ELKE ERB
Grundsätzlich
ein sohn hat eine mutter
wie die mutter einen sohn hatte
und die welt stimmte
so daß etwas alles veränderndes geschah
der sohn der mutter entwuchs
ihr verhältnis alterte, alterte
die mutter darin wurde kleiner, kleiner
und der sohn… nun ja
nun war er selber’ wer
2002/2003
aus: Elke Erb: Gänsesommer. Urs Engeler Editor, Basel/Weil am Rhein 2005
Elke Erbs wundersam verschrobene Prosa und Gedichte vermitteln auf beiläufige, minutiöse Weise Alltagswahrnehmungen und Reflexionen. Ihre Fragestellungen sind ganz persönlich und ganz abstrakt, etwa: Was geschieht beim Altwerden? Was hält einen Menschen zusammen oder zerfasert ihn? Die Autorin wurde 1938 in der Eifel geboren, siedelte 1949 nach Halle über; heute lebt sie in Berlin und Sachsen.

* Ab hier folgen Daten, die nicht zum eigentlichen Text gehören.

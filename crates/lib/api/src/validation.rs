//! Validation of resolved operations before they reach the ready queue.

use std::collections::HashSet;

use crate::digest::DigestUtil;
use crate::messages::{Digest, Directory, QueuedOperation};
use crate::status::{Status, VIOLATION_TYPE_MISSING};

pub const MISSING_ACTION: &str = "The action was not found in the CAS.";
pub const MISSING_COMMAND: &str = "The command was not found in the CAS.";
pub const MISSING_INPUT: &str = "A requested input was not found in the CAS.";

/// Validate a fully resolved QueuedOperation against its action digest.
///
/// Missing constituents are FailedPrecondition with MISSING violations; a
/// present but unusable command is InvalidArgument.
pub fn validate_queued_operation(
    action_digest: &Digest,
    queued_operation: &QueuedOperation,
) -> Result<(), Status> {
    let action = match queued_operation.action.as_ref() {
        None => return Err(Status::missing_blob(action_digest, MISSING_ACTION)),
        Some(action) => action,
    };

    let command_digest = action
        .command_digest
        .as_ref()
        .ok_or_else(|| Status::invalid_argument("action has no command digest"))?;
    let command = match queued_operation.command.as_ref() {
        None => return Err(Status::missing_blob(command_digest, MISSING_COMMAND)),
        Some(command) => command,
    };
    if command.arguments.is_empty() {
        return Err(Status::invalid_argument("command has no arguments"));
    }

    if let Some(input_root) = action.input_root_digest.as_ref() {
        validate_directory_closure(input_root, &queued_operation.directories)?;
    }
    Ok(())
}

/// Every directory reachable from the input root must be present in the
/// directory list.
fn validate_directory_closure(
    input_root: &Digest,
    directories: &[Directory],
) -> Result<(), Status> {
    let index: HashSet<Digest> = directories
        .iter()
        .map(|directory| DigestUtil.compute_message(directory))
        .collect();

    let mut pending = vec![input_root.clone()];
    let mut visited = HashSet::new();
    while let Some(digest) = pending.pop() {
        if digest.is_empty() || !visited.insert(digest.clone()) {
            continue;
        }
        if !index.contains(&digest) {
            return Err(Status::missing_blob(&digest, MISSING_INPUT));
        }
        let directory = directories
            .iter()
            .find(|directory| DigestUtil.compute_message(*directory) == digest)
            .expect("digest present in index");
        for node in &directory.directories {
            if let Some(child) = node.digest.as_ref() {
                pending.push(child.clone());
            }
        }
    }
    Ok(())
}

#[cfg(test)]
mod tests {
    use super::*;
    use crate::messages::{Action, Command, DirectoryNode};
    use crate::status::Code;

    fn action_with_inputs(command: &Command, root: &Directory) -> Action {
        Action {
            command_digest: Some(DigestUtil.compute_message(command)),
            input_root_digest: Some(DigestUtil.compute_message(root)),
            ..Default::default()
        }
    }

    #[test]
    fn accepts_complete_operation() {
        let command = Command {
            arguments: vec!["/bin/true".to_string()],
            ..Default::default()
        };
        let root = Directory::default();
        let queued = QueuedOperation {
            action: Some(action_with_inputs(&command, &root)),
            command: Some(command),
            directories: vec![root],
        };
        let action_digest = DigestUtil.compute_message(queued.action.as_ref().expect("action"));
        validate_queued_operation(&action_digest, &queued).expect("valid");
    }

    #[test]
    fn missing_command_is_precondition_failure() {
        let command = Command {
            arguments: vec!["/bin/true".to_string()],
            ..Default::default()
        };
        let root = Directory::default();
        let queued = QueuedOperation {
            action: Some(action_with_inputs(&command, &root)),
            command: None,
            directories: vec![root],
        };
        let command_digest = DigestUtil.compute_message(&command);
        let err = validate_queued_operation(&DigestUtil.compute(b"action"), &queued)
            .expect_err("missing command");
        assert_eq!(err.code, Code::FailedPrecondition);
        assert_eq!(err.violations[0].r#type, VIOLATION_TYPE_MISSING);
        assert_eq!(err.violations[0].subject, format!("blobs/{command_digest}"));
    }

    #[test]
    fn empty_arguments_is_invalid() {
        let command = Command::default();
        let root = Directory::default();
        let queued = QueuedOperation {
            action: Some(action_with_inputs(&command, &root)),
            command: Some(command),
            directories: vec![root],
        };
        let err = validate_queued_operation(&DigestUtil.compute(b"action"), &queued)
            .expect_err("no arguments");
        assert_eq!(err.code, Code::InvalidArgument);
    }

    #[test]
    fn unresolved_subdirectory_is_missing_input() {
        let command = Command {
            arguments: vec!["/bin/true".to_string()],
            ..Default::default()
        };
        let absent_child = DigestUtil.compute(b"absent directory");
        let root = Directory {
            directories: vec![DirectoryNode {
                name: "deps".to_string(),
                digest: Some(absent_child.clone()),
            }],
            ..Default::default()
        };
        let queued = QueuedOperation {
            action: Some(action_with_inputs(&command, &root)),
            command: Some(command),
            directories: vec![root],
        };
        let err = validate_queued_operation(&DigestUtil.compute(b"action"), &queued)
            .expect_err("missing child");
        assert_eq!(err.code, Code::FailedPrecondition);
        assert_eq!(err.violations[0].subject, format!("blobs/{absent_child}"));
    }
}
//! Process configuration, loaded from environment variables.

use std::path::PathBuf;
use std::time::Duration;

use crate::instance::monitor::DispatchedMonitorConfig;
use crate::instance::InstanceConfig;
use crate::worker::WorkerConfig;

fn env_string(name: &str, default: &str) -> String {
    std::env::var(name).unwrap_or_else(|_| default.to_string())
}

fn env_parse<T: std::str::FromStr>(name: &str, default: T) -> T {
    std::env::var(name)
        .ok()
        .and_then(|value| value.parse().ok())
        .unwrap_or(default)
}

fn env_millis(name: &str, default_millis: u64) -> Duration {
    Duration::from_millis(env_parse(name, default_millis))
}

/// Frontend shard configuration.
///
/// - `GRANARY_DATABASE_URL`: PostgreSQL backplane; in-memory when unset
/// - `GRANARY_INSTANCE_NAME`: instance scope prefix (default empty)
/// - `GRANARY_MONITOR_INTERVAL_MS`: dispatched monitor sweep (default 1000)
/// - `GRANARY_TRANSFORM_CONCURRENCY`: in-flight queue transforms (default 256)
/// - `GRANARY_WATCHER_TTL_MS`: watcher expiry policy (default 10000)
/// - `GRANARY_COMPLETED_RETENTION`: completed operations kept (default 10000)
#[derive(Clone, Debug)]
pub struct FrontendProcessConfig {
    pub database_url: Option<String>,
    pub instance: InstanceConfig,
    pub monitor: DispatchedMonitorConfig,
}

impl FrontendProcessConfig {
    pub fn from_env() -> FrontendProcessConfig {
        let defaults = InstanceConfig::default();
        FrontendProcessConfig {
            database_url: std::env::var("GRANARY_DATABASE_URL").ok(),
            instance: InstanceConfig {
                name: env_string("GRANARY_INSTANCE_NAME", ""),
                watcher_ttl: env_millis("GRANARY_WATCHER_TTL_MS", 10_000),
                transform_concurrency: env_parse(
                    "GRANARY_TRANSFORM_CONCURRENCY",
                    defaults.transform_concurrency,
                ),
                completed_retention: env_parse(
                    "GRANARY_COMPLETED_RETENTION",
                    defaults.completed_retention,
                ),
                ..defaults
            },
            monitor: DispatchedMonitorConfig {
                interval: env_millis("GRANARY_MONITOR_INTERVAL_MS", 1_000),
            },
        }
    }
}

/// Worker process configuration.
///
/// - `GRANARY_DATABASE_URL`: PostgreSQL backplane; in-memory when unset
/// - `GRANARY_WORKER_NAME`: this worker's public name (default host:8981)
/// - `GRANARY_CAS_ROOT`: cache root (default /var/cache/granary/cas)
/// - `GRANARY_EXEC_ROOT`: exec dir root (default /var/cache/granary/exec)
/// - `GRANARY_CAS_MAX_SIZE_BYTES`: cache budget (default 2 GiB)
/// - `GRANARY_LINK_INPUT_DIRECTORIES`: symlink unchanged input dirs (default true)
/// - `GRANARY_INPUT_FETCH_WIDTH` / `GRANARY_EXECUTE_WIDTH` /
///   `GRANARY_REPORT_WIDTH`: stage widths
/// - `GRANARY_OPERATION_POLL_PERIOD_MS`: claim heartbeat (default 10000)
#[derive(Clone, Debug)]
pub struct WorkerProcessConfig {
    pub database_url: Option<String>,
    pub cas_root: PathBuf,
    pub exec_root: PathBuf,
    pub cas_max_size_bytes: i64,
    pub link_input_directories: bool,
    pub worker: WorkerConfig,
}

impl WorkerProcessConfig {
    pub fn from_env() -> WorkerProcessConfig {
        let defaults = WorkerConfig::default();
        WorkerProcessConfig {
            database_url: std::env::var("GRANARY_DATABASE_URL").ok(),
            cas_root: PathBuf::from(env_string("GRANARY_CAS_ROOT", "/var/cache/granary/cas")),
            exec_root: PathBuf::from(env_string("GRANARY_EXEC_ROOT", "/var/cache/granary/exec")),
            cas_max_size_bytes: env_parse("GRANARY_CAS_MAX_SIZE_BYTES", 2 << 30),
            link_input_directories: env_parse("GRANARY_LINK_INPUT_DIRECTORIES", true),
            worker: WorkerConfig {
                name: env_string("GRANARY_WORKER_NAME", &defaults.name),
                input_fetch_width: env_parse(
                    "GRANARY_INPUT_FETCH_WIDTH",
                    defaults.input_fetch_width,
                ),
                execute_width: env_parse("GRANARY_EXECUTE_WIDTH", defaults.execute_width),
                report_width: env_parse("GRANARY_REPORT_WIDTH", defaults.report_width),
                operation_poll_period: env_millis("GRANARY_OPERATION_POLL_PERIOD_MS", 10_000),
                ..defaults
            },
        }
    }
}

#[cfg(test)]
mod tests {
    use super::*;

    #[test]
    fn defaults_apply_without_environment() {
        let config = WorkerProcessConfig::from_env();
        assert!(config.cas_max_size_bytes > 0);
        assert!(config.worker.input_fetch_width > 0);
    }
}
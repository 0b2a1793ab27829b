//! The match -> input fetch -> execute -> report pipeline.
//!
//! Stages are task pools joined by bounded channels. A stage reserves a
//! downstream slot before it emits, so backpressure propagates to the match
//! stage without unbounded queues: the worker never claims more work than
//! its pipeline can hold.

use std::collections::HashMap;
use std::path::PathBuf;
use std::sync::atomic::{AtomicBool, Ordering};
use std::sync::Arc;

use granary_api::{
    Action, ActionResult, Command, Digest, Directory, ExecuteOperationMetadata, Operation,
    QueueEntry,
};
use tokio::sync::mpsc;
use tokio_util::sync::CancellationToken;
use tracing::info;

use crate::poller::Poller;
use crate::worker::context::WorkerContext;
use crate::worker::{execute, input_fetch, match_stage, report};

/// The in-flight unit passed between stages.
pub struct OperationContext {
    pub operation: Operation,
    pub queue_entry: QueueEntry,
    pub action: Action,
    pub command: Command,
    pub directories_index: HashMap<Digest, Directory>,
    pub metadata: ExecuteOperationMetadata,
    pub exec_dir: Option<PathBuf>,
    pub action_result: ActionResult,
    pub poller: Arc<Poller>,
    /// Set when the liveness poll reports the claim lost; stages abandon
    /// the operation at their next boundary.
    pub claim_lost: Arc<AtomicBool>,
}

impl OperationContext {
    pub fn operation_name(&self) -> &str {
        &self.operation.name
    }

    pub fn claim_lost(&self) -> bool {
        self.claim_lost.load(Ordering::SeqCst)
    }
}

pub struct Pipeline {
    context: Arc<WorkerContext>,
}

impl Pipeline {
    pub fn new(context: Arc<WorkerContext>) -> Pipeline {
        Pipeline { context }
    }

    /// Run all stages until shutdown; resolves when every stage has exited.
    pub async fn run(self, shutdown: CancellationToken) {
        let config = &self.context.config;
        info!(
            worker = config.name,
            input_fetch_width = config.input_fetch_width,
            execute_width = config.execute_width,
            report_width = config.report_width,
            "pipeline starting"
        );

        let (fetch_tx, fetch_rx) = mpsc::channel::<OperationContext>(1);
        let (execute_tx, execute_rx) = mpsc::channel::<OperationContext>(1);
        let (report_tx, report_rx) = mpsc::channel::<OperationContext>(1);

        let mut stage_tasks = Vec::new();

        stage_tasks.push(tokio::spawn(match_stage::run(
            self.context.clone(),
            fetch_tx,
            shutdown.clone(),
        )));

        let fetch_rx = shared(fetch_rx);
        for _ in 0..config.input_fetch_width {
            stage_tasks.push(tokio::spawn(input_fetch::run(
                self.context.clone(),
                fetch_rx.clone(),
                execute_tx.clone(),
                shutdown.clone(),
            )));
        }
        drop(execute_tx);

        let execute_rx = shared(execute_rx);
        for _ in 0..config.execute_width {
            stage_tasks.push(tokio::spawn(execute::run(
                self.context.clone(),
                execute_rx.clone(),
                report_tx.clone(),
                shutdown.clone(),
            )));
        }
        drop(report_tx);

        let report_rx = shared(report_rx);
        for _ in 0..config.report_width {
            stage_tasks.push(tokio::spawn(report::run(
                self.context.clone(),
                report_rx.clone(),
                shutdown.clone(),
            )));
        }

        for task in stage_tasks {
            let _ = task.await;
        }
        info!(worker = config.name, "pipeline stopped");
    }
}

/// Wrap a receiver so a pool of stage tasks can share it.
pub(crate) type SharedReceiver<T> = Arc<tokio::sync::Mutex<mpsc::Receiver<T>>>;

fn shared<T>(receiver: mpsc::Receiver<T>) -> SharedReceiver<T> {
    Arc::new(tokio::sync::Mutex::new(receiver))
}

/// Pop the next context, or `None` on shutdown/closed channel.
pub(crate) async fn next_context(
    receiver: &SharedReceiver<OperationContext>,
    shutdown: &CancellationToken,
) -> Option<OperationContext> {
    let mut receiver = tokio::select! {
        _ = shutdown.cancelled() => return None,
        receiver = receiver.lock() => receiver,
    };
    tokio::select! {
        _ = shutdown.cancelled() => None,
        context = receiver.recv() => context,
    }
}
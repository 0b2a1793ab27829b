//! Shared fixtures for the integration tests: an in-memory worker fake with
//! scriptable failure modes, wired through the stub registry.

use std::collections::HashMap;
use std::sync::atomic::{AtomicU32, Ordering};
use std::sync::{Arc, Mutex};

use bytes::Bytes;
use granary::stubs::{WorkerStub, WorkerStubFactory, WorkerStubs};
use granary_api::{bytestream, Code, Digest, DigestUtil, Status};

#[derive(Clone, Copy, Debug, PartialEq, Eq)]
pub enum WorkerMode {
    Healthy,
    Unavailable,
}

/// An in-process worker CAS double.
pub struct TestWorker {
    pub name: String,
    blobs: Mutex<HashMap<Digest, Bytes>>,
    mode: Mutex<WorkerMode>,
    pub find_missing_calls: AtomicU32,
    pub get_blob_calls: AtomicU32,
}

impl TestWorker {
    pub fn new(name: &str) -> Arc<TestWorker> {
        Arc::new(TestWorker {
            name: name.to_string(),
            blobs: Mutex::new(HashMap::new()),
            mode: Mutex::new(WorkerMode::Healthy),
            find_missing_calls: AtomicU32::new(0),
            get_blob_calls: AtomicU32::new(0),
        })
    }

    pub fn insert(&self, blob: impl Into<Bytes>) -> Digest {
        let blob = blob.into();
        let digest = DigestUtil.compute(&blob);
        self.blobs
            .lock()
            .expect("blobs poisoned")
            .insert(digest.clone(), blob);
        digest
    }

    pub fn holds(&self, digest: &Digest) -> bool {
        self.blobs.lock().expect("blobs poisoned").contains_key(digest)
    }

    pub fn set_mode(&self, mode: WorkerMode) {
        *self.mode.lock().expect("mode poisoned") = mode;
    }

    fn check_mode(&self) -> Result<(), Status> {
        match *self.mode.lock().expect("mode poisoned") {
            WorkerMode::Healthy => Ok(()),
            WorkerMode::Unavailable => Err(Status::unavailable(format!(
                "worker {} unreachable",
                self.name
            ))),
        }
    }
}

#[async_trait::async_trait]
impl WorkerStub for TestWorker {
    async fn find_missing_blobs(&self, digests: &[Digest]) -> Result<Vec<Digest>, Status> {
        self.find_missing_calls.fetch_add(1, Ordering::SeqCst);
        self.check_mode()?;
        let blobs = self.blobs.lock().expect("blobs poisoned");
        Ok(digests
            .iter()
            .filter(|digest| !blobs.contains_key(*digest))
            .cloned()
            .collect())
    }

    async fn get_blob(&self, digest: &Digest, offset: i64, limit: i64) -> Result<Bytes, Status> {
        self.get_blob_calls.fetch_add(1, Ordering::SeqCst);
        self.check_mode()?;
        let blob = self
            .blobs
            .lock()
            .expect("blobs poisoned")
            .get(digest)
            .cloned()
            .ok_or_else(|| Status::new(Code::NotFound, format!("blobs/{digest}")))?;
        let (offset, length) = bytestream::check_read_range(offset, limit, blob.len() as i64)?;
        Ok(blob.slice(offset as usize..(offset + length) as usize))
    }

    async fn put_blob(&self, digest: &Digest, blob: Bytes) -> Result<(), Status> {
        self.check_mode()?;
        self.blobs
            .lock()
            .expect("blobs poisoned")
            .insert(digest.clone(), blob);
        Ok(())
    }
}

/// Registry of test workers addressable by name.
#[derive(Clone, Default)]
pub struct TestWorkerFleet {
    workers: Arc<Mutex<HashMap<String, Arc<TestWorker>>>>,
}

impl TestWorkerFleet {
    pub fn new() -> TestWorkerFleet {
        TestWorkerFleet::default()
    }

    pub fn add(&self, name: &str) -> Arc<TestWorker> {
        let worker = TestWorker::new(name);
        self.workers
            .lock()
            .expect("fleet poisoned")
            .insert(name.to_string(), worker.clone());
        worker
    }

    pub fn stubs(&self) -> Arc<WorkerStubs> {
        let fleet = self.clone();
        WorkerStubs::new(Box::new(fleet))
    }
}

impl WorkerStubFactory for TestWorkerFleet {
    fn create(&self, worker_name: &str) -> Arc<dyn WorkerStub> {
        let worker = self
            .workers
            .lock()
            .expect("fleet poisoned")
            .get(worker_name)
            .cloned();
        match worker {
            Some(worker) => worker,
            // Unknown names behave like dead hosts.
            None => {
                let worker = TestWorker::new(worker_name);
                worker.set_mode(WorkerMode::Unavailable);
                worker
            }
        }
    }
}

/// A watcher that records every observation.
pub struct RecordingWatcher {
    observed: Mutex<Vec<Option<granary_api::Operation>>>,
}

impl RecordingWatcher {
    pub fn new() -> Arc<RecordingWatcher> {
        Arc::new(RecordingWatcher {
            observed: Mutex::new(Vec::new()),
        })
    }

    pub fn observed(&self) -> Vec<Option<granary_api::Operation>> {
        self.observed.lock().expect("observed poisoned").clone()
    }

    pub fn stages(&self) -> Vec<granary_api::ExecutionStage> {
        self.observed()
            .into_iter()
            .flatten()
            .map(|operation| operation.stage())
            .collect()
    }

    pub fn terminal(&self) -> Option<granary_api::Operation> {
        self.observed()
            .into_iter()
            .flatten()
            .find(|operation| operation.done)
    }
}

impl granary::Watcher for RecordingWatcher {
    fn observe(&self, operation: Option<granary_api::Operation>) {
        self.observed
            .lock()
            .expect("observed poisoned")
            .push(operation);
    }
}
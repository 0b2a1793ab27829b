//! Byte-stream resource names.
//!
//! Downloads read `blobs/<hash>_<size>`, uploads write
//! `uploads/<uuid>/blobs/<hash>_<size>`, and operation output streams live at
//! `<operation_name>/streams/{stdout,stderr}`. Names may carry an instance
//! prefix ahead of these segments.

use uuid::Uuid;

use crate::messages::Digest;
use crate::status::Status;

#[derive(Clone, Debug, PartialEq)]
pub enum Resource {
    Blob {
        instance: String,
        digest: Digest,
    },
    UploadBlob {
        instance: String,
        uuid: Uuid,
        digest: Digest,
    },
    OperationStream {
        operation_name: String,
        stream: StreamKind,
    },
}

#[derive(Clone, Copy, Debug, PartialEq, Eq)]
pub enum StreamKind {
    Stdout,
    Stderr,
}

impl StreamKind {
    pub fn as_str(self) -> &'static str {
        match self {
            StreamKind::Stdout => "stdout",
            StreamKind::Stderr => "stderr",
        }
    }
}

pub fn blob_resource_name(digest: &Digest) -> String {
    format!("blobs/{digest}")
}

pub fn upload_resource_name(uuid: &Uuid, digest: &Digest) -> String {
    format!("uploads/{uuid}/blobs/{digest}")
}

pub fn stream_resource_name(operation_name: &str, stream: StreamKind) -> String {
    format!("{operation_name}/streams/{}", stream.as_str())
}

/// Parse a resource name. Malformed names are InvalidArgument.
pub fn parse(resource_name: &str) -> Result<Resource, Status> {
    let segments: Vec<&str> = resource_name.split('/').collect();
    if segments.iter().any(|segment| segment.is_empty()) {
        return Err(invalid(resource_name));
    }

    if let Some(index) = segments.iter().position(|segment| *segment == "uploads") {
        // [instance...]/uploads/<uuid>/blobs/<hash>_<size>
        if segments.len() != index + 4 || segments[index + 2] != "blobs" {
            return Err(invalid(resource_name));
        }
        let uuid = segments[index + 1]
            .parse::<Uuid>()
            .map_err(|_| invalid(resource_name))?;
        let digest = Digest::parse_key(segments[index + 3]).ok_or_else(|| invalid(resource_name))?;
        return Ok(Resource::UploadBlob {
            instance: segments[..index].join("/"),
            uuid,
            digest,
        });
    }

    if let Some(index) = segments.iter().position(|segment| *segment == "blobs") {
        // [instance...]/blobs/<hash>_<size>
        if segments.len() != index + 2 {
            return Err(invalid(resource_name));
        }
        let digest = Digest::parse_key(segments[index + 1]).ok_or_else(|| invalid(resource_name))?;
        return Ok(Resource::Blob {
            instance: segments[..index].join("/"),
            digest,
        });
    }

    // <operation_name...>/streams/{stdout,stderr}
    if segments.len() >= 3 && segments[segments.len() - 2] == "streams" {
        let stream = match segments[segments.len() - 1] {
            "stdout" => StreamKind::Stdout,
            "stderr" => StreamKind::Stderr,
            _ => return Err(invalid(resource_name)),
        };
        return Ok(Resource::OperationStream {
            operation_name: segments[..segments.len() - 2].join("/"),
            stream,
        });
    }

    Err(invalid(resource_name))
}

fn invalid(resource_name: &str) -> Status {
    Status::invalid_argument(format!("invalid resource name: {resource_name}"))
}

#[cfg(test)]
mod tests {
    use super::*;
    use crate::digest::DigestUtil;
    use crate::status::Code;

    #[test]
    fn parses_blob_download() {
        let digest = DigestUtil.compute(b"blob");
        let resource = parse(&blob_resource_name(&digest)).expect("parse");
        assert_eq!(
            resource,
            Resource::Blob {
                instance: String::new(),
                digest,
            }
        );
    }

    #[test]
    fn parses_instance_prefixed_upload() {
        let digest = DigestUtil.compute(b"blob");
        let uuid = Uuid::new_v4();
        let name = format!("shard-a/uploads/{uuid}/blobs/{digest}");
        let resource = parse(&name).expect("parse");
        assert_eq!(
            resource,
            Resource::UploadBlob {
                instance: "shard-a".to_string(),
                uuid,
                digest,
            }
        );
    }

    #[test]
    fn parses_operation_stream() {
        let name = stream_resource_name("operations/abc-123", StreamKind::Stderr);
        let resource = parse(&name).expect("parse");
        assert_eq!(
            resource,
            Resource::OperationStream {
                operation_name: "operations/abc-123".to_string(),
                stream: StreamKind::Stderr,
            }
        );
    }

    #[test]
    fn rejects_malformed_names() {
        let digest = DigestUtil.compute(b"blob");
        for name in [
            "",
            "blobs",
            "blobs/not-a-digest",
            "blobs//x",
            &format!("uploads/not-a-uuid/blobs/{digest}"),
            &format!("uploads/{}/wrong/{digest}", Uuid::new_v4()),
            "op/streams/stdlog",
            "streams/stdout",
        ] {
            let err = parse(name).expect_err(name);
            assert_eq!(err.code, Code::InvalidArgument, "{name}");
        }
    }
}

Das luftige Gedicht „Grundsätzlich“ braucht nur neun Zeilen, um eine Beziehung „grundsätzlich“ zu konturieren und infrage zu stellen. Eigentlich ist die Sache simpel; sie zeigt den Lauf der Welt: Die Einheit zwischen Mutter und Sohn löst sich auf, das Kleinerwerden der Mutter ist physisch wie psychisch zu verstehen. Ein schlechtgelauntes Gedicht? Eines im Stande weiser Abgeklärtheit? Die Melancholie ist mit leisem Spott durchsetzt: Das Grundsätzliche wird – so wie auch eine stimmige Welt – von Erb mit ihrer Vorliebe fürs Fragmentarische immer so gefasst, dass der Leser selbst seine Fragezeichen setzen kann.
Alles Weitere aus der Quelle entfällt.